The viz folder contains a html page that is going to load the metadata.json file in 
the parent dir (where you exported) and display the data pipeline.

# Under the hood

## Data Organization

### Format

Data folder organization is systematic and used by the function to load and save.
If follows this format:
root_data_folder/attrs_1/attrs_2/.../attrs_n/step_name/version/file_name

where:

- root_data_folder: is the path to the root of your data folder, and is not exported in the metadata
- attrs: information to classify your dataset (e.g. country, client, ...)
- step_name: name of the step. always starts with `step_`
- version: version of the step. always starts with `v_`
- file_name: name of the file. can be anything

Each folder is the output of a step.

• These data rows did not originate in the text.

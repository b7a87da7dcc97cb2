//! The config attribute registry, and how each attribute is decoded

use {
    crate::{
        symbol::{self, SymbolTable},
        sys::{self, EGLint},
    },
    std::fmt::{self, Debug, Formatter},
};

/// How a raw attribute value is turned into text
#[derive(Copy, Clone, Debug, PartialEq, Eq, PartialOrd, Ord, Hash)]
pub enum DecodingRule {
    /// A magnitude or count, printed in decimal
    Integer,
    /// One symbol from a closed set, printed by name or in hex if unknown
    Enum,
    /// A bitmask, printed as a list of the set bits' names
    Flags,
}

/// A [`DecodingRule`] together with the symbols it decodes against
#[derive(Copy, Clone, Debug, PartialEq, Eq, Hash)]
pub enum Decoding {
    /// See [`DecodingRule::Integer`]
    Integer,
    /// See [`DecodingRule::Enum`]
    Enum(&'static SymbolTable),
    /// See [`DecodingRule::Flags`]
    Flags(&'static SymbolTable),
}

impl Decoding {
    /// The decoding rule, without its symbols
    pub const fn rule(&self) -> DecodingRule {
        match self {
            Self::Integer => DecodingRule::Integer,
            Self::Enum(..) => DecodingRule::Enum,
            Self::Flags(..) => DecodingRule::Flags,
        }
    }

    /// The symbol table for [`Enum`](Self::Enum) and [`Flags`](Self::Flags)
    pub const fn symbols(&self) -> Option<&'static SymbolTable> {
        match *self {
            Self::Integer => None,
            Self::Enum(table) | Self::Flags(table) => Some(table),
        }
    }
}

/// Describes one `eglGetConfigAttrib` capability and how to display it
#[derive(Copy, Clone, PartialEq, Eq, Hash)]
pub struct Attribute {
    /// The EGL attribute name passed to `eglGetConfigAttrib`
    pub id: EGLint,
    /// Display label, which is the attribute's constant name
    pub label: &'static str,
    /// How values of this attribute are decoded
    pub decoding: Decoding,
    /// The display extension that must be advertised for this attribute to exist
    pub extension: Option<&'static str>,
}

impl Attribute {
    /// See [`Decoding::rule`]
    pub const fn rule(&self) -> DecodingRule {
        self.decoding.rule()
    }

    /// See [`Decoding::symbols`]
    pub const fn symbols(&self) -> Option<&'static SymbolTable> {
        self.decoding.symbols()
    }

    /// Whether this attribute can be queried on a display advertising `extensions`
    ///
    /// Core attributes always apply. Extension attributes apply when their extension
    /// name is a substring of `extensions`.
    pub fn is_supported(&self, extensions: &str) -> bool {
        match self.extension {
            None => true,
            Some(ext) => extensions.contains(ext),
        }
    }

    /// Look up a registered attribute by its EGL name
    pub fn find(id: EGLint) -> Option<&'static Self> {
        ATTRIBUTES.iter().find(|attr| attr.id == id)
    }
}

impl Debug for Attribute {
    fn fmt(&self, f: &mut Formatter) -> fmt::Result {
        let mut f = f.debug_struct("Attribute");
        f.field("id", &format_args!("{:#06x}", self.id))
            .field("label", &self.label)
            .field("decoding", &self.decoding);
        if let Some(ext) = self.extension {
            f.field("extension", &ext);
        }
        f.finish()
    }
}

/// All registered config attributes that apply to a display advertising `extensions`,
/// in print order
pub fn applicable_attributes<'e>(extensions: &'e str) -> impl Iterator<Item = &'static Attribute> + 'e {
    ATTRIBUTES.iter().filter(move |attr| attr.is_supported(extensions))
}

macro_rules! attributes {
    (@decoding) => {
        Decoding::Integer
    };
    (@decoding Enum($table:ident)) => {
        Decoding::Enum(&symbol::$table)
    };
    (@decoding Flags($table:ident)) => {
        Decoding::Flags(&symbol::$table)
    };
    (@extension) => {
        None
    };
    (@extension $ext:literal) => {
        Some($ext)
    };
    ($(#[$attr:meta])* pub static $registry:ident = [$($name:ident $(= $rule:ident($table:ident))? $(if $ext:literal)?,)*];) => {
        $(#[$attr])*
        pub static $registry: &[Attribute] = &[
            $(
                Attribute {
                    id: sys::$name,
                    label: stringify!($name),
                    decoding: attributes!(@decoding $($rule($table))?),
                    extension: attributes!(@extension $($ext)?),
                },
            )*
        ];
    };
}

attributes! {
    /// Every config attribute `eglinfo` knows about, in print order
    ///
    /// ```rust
    /// use eglinfo::{attrib::ATTRIBUTES, DecodingRule};
    ///
    /// let caveat = ATTRIBUTES.iter().find(|a| a.label == "EGL_CONFIG_CAVEAT").unwrap();
    /// assert_eq!(caveat.rule(), DecodingRule::Enum);
    /// ```
    pub static ATTRIBUTES = [
        EGL_ALPHA_SIZE,
        EGL_ALPHA_MASK_SIZE,
        EGL_BIND_TO_TEXTURE_RGB = Enum(BOOLEAN),
        EGL_BIND_TO_TEXTURE_RGBA = Enum(BOOLEAN),
        EGL_BLUE_SIZE,
        EGL_BUFFER_SIZE,
        EGL_COLOR_BUFFER_TYPE = Enum(BUFFER_TYPE),
        EGL_CONFIG_CAVEAT = Enum(CAVEAT),
        EGL_CONFIG_ID,
        EGL_CONFORMANT = Flags(RENDERABLE_TYPE),
        EGL_DEPTH_SIZE,
        EGL_GREEN_SIZE,
        EGL_LEVEL,
        EGL_LUMINANCE_SIZE,
        EGL_MAX_PBUFFER_WIDTH,
        EGL_MAX_PBUFFER_HEIGHT,
        EGL_MAX_PBUFFER_PIXELS,
        EGL_MAX_SWAP_INTERVAL,
        EGL_MIN_SWAP_INTERVAL,
        EGL_NATIVE_RENDERABLE = Enum(BOOLEAN),
        EGL_NATIVE_VISUAL_ID,
        EGL_NATIVE_VISUAL_TYPE,
        EGL_RED_SIZE,
        EGL_RENDERABLE_TYPE = Flags(RENDERABLE_TYPE),
        EGL_SAMPLE_BUFFERS,
        EGL_SAMPLES,
        EGL_STENCIL_SIZE,
        EGL_SURFACE_TYPE = Flags(SURFACE_TYPE),
        EGL_TRANSPARENT_TYPE = Enum(TRANSPARENT_TYPE),
        EGL_TRANSPARENT_RED_VALUE,
        EGL_TRANSPARENT_GREEN_VALUE,
        EGL_TRANSPARENT_BLUE_VALUE,
        EGL_COLOR_COMPONENT_TYPE_EXT = Enum(COLOR_COMPONENT_TYPE) if "EGL_EXT_pixel_format_float",
        EGL_RECORDABLE_ANDROID = Enum(BOOLEAN) if "EGL_ANDROID_recordable",
    ];
}
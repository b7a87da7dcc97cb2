//! Turning raw attribute values into text

use {
    crate::{
        attrib::{Attribute, Decoding},
        symbol::SymbolTable,
        sys::EGLint,
    },
    std::fmt::{self, Display, Formatter},
};

/// The text form of one attribute value
///
/// Produced by [`Attribute::decode`], and formatted through [`Display`].
#[derive(Clone, Debug, PartialEq, Eq, Hash)]
pub enum DecodedValue<'a> {
    /// The query for this value failed, displayed as `<failed>`
    Failed,
    /// A plain decimal number
    Integer(EGLint),
    /// A value with no matching symbol, displayed as lowercase hex with a `0x` prefix
    Hex(EGLint),
    /// The label of a matching symbol
    Symbol(&'a str),
    /// The labels of every set flag
    Flags {
        /// Labels of matching symbols, in table order
        labels: Vec<&'a str>,
        /// Set bits that matched no symbol
        unhandled: EGLint,
    },
}

impl Display for DecodedValue<'_> {
    fn fmt(&self, f: &mut Formatter) -> fmt::Result {
        match self {
            Self::Failed => f.write_str("<failed>"),
            Self::Integer(value) => write!(f, "{value}"),
            Self::Hex(value) => write!(f, "0x{value:x}"),
            Self::Symbol(label) => f.write_str(label),
            Self::Flags { labels, unhandled } => {
                for (i, label) in labels.iter().enumerate() {
                    if i > 0 {
                        f.write_str(", ")?;
                    }
                    f.write_str(label)?;
                }
                if *unhandled != 0 {
                    if !labels.is_empty() {
                        f.write_str(", ")?;
                    }
                    write!(f, "unhandled flags 0x{unhandled:x}")?;
                }
                Ok(())
            },
        }
    }
}

/// Decode `value` as one symbol of `table`, falling back to hex
pub fn decode_enum(table: &SymbolTable, value: EGLint) -> DecodedValue<'static> {
    match table.lookup(value) {
        Some(label) => DecodedValue::Symbol(label),
        None => DecodedValue::Hex(value),
    }
}

/// Decode `value` as a bitmask of `table`'s entries
///
/// An entry matches when all of its bits are set in `value`. Any remaining set bits
/// are reported as `unhandled`.
pub fn decode_flags(table: &SymbolTable, value: EGLint) -> DecodedValue<'static> {
    let mut handled = 0;
    let mut labels = Vec::new();
    for entry in table.entries() {
        if entry.value != 0 && value & entry.value == entry.value {
            labels.push(entry.label);
            handled |= entry.value;
        }
    }

    DecodedValue::Flags {
        labels,
        unhandled: value & !handled,
    }
}

impl Attribute {
    /// Decode a successfully queried `value` according to this attribute's rule
    ///
    /// ```rust
    /// use eglinfo::{attrib::Attribute, sys};
    ///
    /// let surface = Attribute::find(sys::EGL_SURFACE_TYPE).unwrap();
    /// assert_eq!(surface.decode(0x5).to_string(), "pbuffer, window");
    /// ```
    pub fn decode(&self, value: EGLint) -> DecodedValue<'static> {
        match self.decoding {
            Decoding::Integer => DecodedValue::Integer(value),
            Decoding::Enum(table) => decode_enum(table, value),
            Decoding::Flags(table) => decode_flags(table, value),
        }
    }
}

/// Render one queried attribute value as it appears in a report
///
/// If the query did not succeed, `value` is ignored and the result is `<failed>`.
pub fn render(attribute: &Attribute, value: EGLint, succeeded: bool) -> String {
    match succeeded {
        true => attribute.decode(value).to_string(),
        false => DecodedValue::Failed.to_string(),
    }
}

#[cfg(test)]
mod tests {
    use {
        super::*,
        crate::{
            symbol::{SymbolEntry, BOOLEAN, CAVEAT, RENDERABLE_TYPE},
            sys,
        },
    };

    static AB: SymbolTable = SymbolTable::new("AB", &[SymbolEntry::new(0x1, "A"), SymbolEntry::new(0x2, "B")]);
    static EMPTY: SymbolTable = SymbolTable::new("EMPTY", &[]);

    const fn attribute(decoding: Decoding) -> Attribute {
        Attribute {
            id: 0x3000,
            label: "TEST",
            decoding,
            extension: None,
        }
    }

    #[test]
    fn integer() {
        let attr = attribute(Decoding::Integer);
        assert_eq!(render(&attr, 8, true), "8");
        assert_eq!(render(&attr, -1, true), "-1");
        assert_eq!(render(&attr, 0, true), "0");
    }

    #[test]
    fn enum_hit() {
        let attr = attribute(Decoding::Enum(&CAVEAT));
        for entry in CAVEAT.entries() {
            assert_eq!(render(&attr, entry.value, true), entry.label);
        }
        assert_eq!(render(&attribute(Decoding::Enum(&BOOLEAN)), sys::EGL_TRUE, true), "true");
    }

    #[test]
    fn enum_miss() {
        assert_eq!(render(&attribute(Decoding::Enum(&EMPTY)), 12, true), "0xc");
        assert_eq!(render(&attribute(Decoding::Enum(&CAVEAT)), 0x3052, true), "0x3052");
        assert_eq!(render(&attribute(Decoding::Enum(&BOOLEAN)), 0xABC, true), "0xabc");
    }

    #[test]
    fn flags_full() {
        assert_eq!(render(&attribute(Decoding::Flags(&AB)), 0x3, true), "A, B");
        assert_eq!(render(&attribute(Decoding::Flags(&AB)), 0x2, true), "B");
    }

    #[test]
    fn flags_unhandled() {
        let attr = attribute(Decoding::Flags(&AB));
        assert_eq!(render(&attr, 0x7, true), "A, B, unhandled flags 0x4");
        assert_eq!(render(&attr, 0x30, true), "unhandled flags 0x30");
        assert_eq!(render(&attr, 0x11, true), "A, unhandled flags 0x10");
    }

    #[test]
    fn flags_zero() {
        assert_eq!(render(&attribute(Decoding::Flags(&AB)), 0, true), "");
        assert_eq!(decode_flags(&AB, 0), DecodedValue::Flags {
            labels: Vec::new(),
            unhandled: 0,
        });
    }

    #[test]
    fn renderable() {
        let value = sys::EGL_OPENGL_ES2_BIT | sys::EGL_OPENGL_BIT | sys::EGL_OPENGL_ES3_BIT;
        assert_eq!(decode_flags(&RENDERABLE_TYPE, value).to_string(), "OpenGL ES 2, OpenGL, OpenGL ES 3");
    }

    #[test]
    fn failed() {
        for decoding in [Decoding::Integer, Decoding::Enum(&CAVEAT), Decoding::Flags(&AB)] {
            let attr = attribute(decoding);
            for value in [0, 1, 7, 0x3050, -1] {
                assert_eq!(render(&attr, value, false), "<failed>");
            }
        }
    }

    #[test]
    fn pure() {
        let attr = attribute(Decoding::Flags(&AB));
        let first = render(&attr, 0x7, true);
        render(&attribute(Decoding::Enum(&CAVEAT)), 0x3050, true);
        render(&attr, 0x1, false);
        assert_eq!(render(&attr, 0x7, true), first);
    }
}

It contains a metadata.json file with information about all files in the folder
and how it was generated.
It can also contain a html page (if you set `html_export=True` in `save()`) that lets you visualize the pipeline and your metadata


### Pipeline

A pipeline is composed of steps
each step should export the data by using export_tabular_data function which does the export in a standard way
a step can be

- a file: jupyter notebook/ python file
- a python function


### Recommended steps

You can set up any step you want. However, just like any tools there are good/bad and common ways to use it.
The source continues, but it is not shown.